> Work to complete:
Taking the records below, count the lines in which "with" appears and supply only the count.

========================================

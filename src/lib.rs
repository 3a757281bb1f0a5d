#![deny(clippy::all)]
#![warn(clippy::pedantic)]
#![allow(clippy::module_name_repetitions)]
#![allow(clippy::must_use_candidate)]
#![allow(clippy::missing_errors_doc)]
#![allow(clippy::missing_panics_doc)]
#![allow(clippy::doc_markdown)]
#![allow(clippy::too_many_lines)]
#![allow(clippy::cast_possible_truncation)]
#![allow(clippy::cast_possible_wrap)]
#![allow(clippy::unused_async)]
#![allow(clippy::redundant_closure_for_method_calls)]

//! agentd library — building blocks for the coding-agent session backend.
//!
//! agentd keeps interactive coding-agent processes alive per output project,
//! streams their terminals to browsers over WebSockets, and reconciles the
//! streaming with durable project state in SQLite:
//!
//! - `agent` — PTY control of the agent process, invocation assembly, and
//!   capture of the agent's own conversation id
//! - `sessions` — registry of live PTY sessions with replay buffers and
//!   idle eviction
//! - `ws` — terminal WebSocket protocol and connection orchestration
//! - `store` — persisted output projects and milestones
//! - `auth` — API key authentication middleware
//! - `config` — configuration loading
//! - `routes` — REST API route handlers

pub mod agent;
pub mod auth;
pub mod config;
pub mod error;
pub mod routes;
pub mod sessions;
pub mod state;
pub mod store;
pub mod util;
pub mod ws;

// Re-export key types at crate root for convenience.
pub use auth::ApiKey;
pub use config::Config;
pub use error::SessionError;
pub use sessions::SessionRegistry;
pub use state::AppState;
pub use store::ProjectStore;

========================================

> Response below:
2